::: MATERIAL FOR THIS TASK

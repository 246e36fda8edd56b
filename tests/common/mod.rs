#![allow(dead_code)]

use std::fs;
use std::path::{Path, PathBuf};

use tempfile::TempDir;

pub const DATASET_FILE: &str = "employee_salary_dataset.csv";

/// Path of a file checked in under `tests/data`.
pub fn fixture_path(name: &str) -> PathBuf {
    [env!("CARGO_MANIFEST_DIR"), "tests", "data", name]
        .iter()
        .collect()
}

/// Temporary working directory for one CLI run; removed on drop.
pub struct TestWorkspace {
    root: TempDir,
}

impl TestWorkspace {
    pub fn new() -> Self {
        Self {
            root: tempfile::tempdir().expect("create scratch dir"),
        }
    }

    pub fn path(&self) -> &Path {
        self.root.path()
    }

    /// Writes `contents` to `name` inside the workspace.
    pub fn write(&self, name: &str, contents: &str) -> PathBuf {
        let path = self.path().join(name);
        fs::write(&path, contents).unwrap_or_else(|err| panic!("write {path:?}: {err}"));
        path
    }

    /// Places the salary fixture where the CLI looks for it by default.
    pub fn with_default_dataset(self) -> Self {
        fs::copy(fixture_path(DATASET_FILE), self.path().join(DATASET_FILE))
            .expect("copy salary fixture");
        self
    }
}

::::::

◆ **TRY IT**
Looking at the entries above, say how many lines hold the word "expect". Offer no other text.

◆ **ANSWER SECTION**
2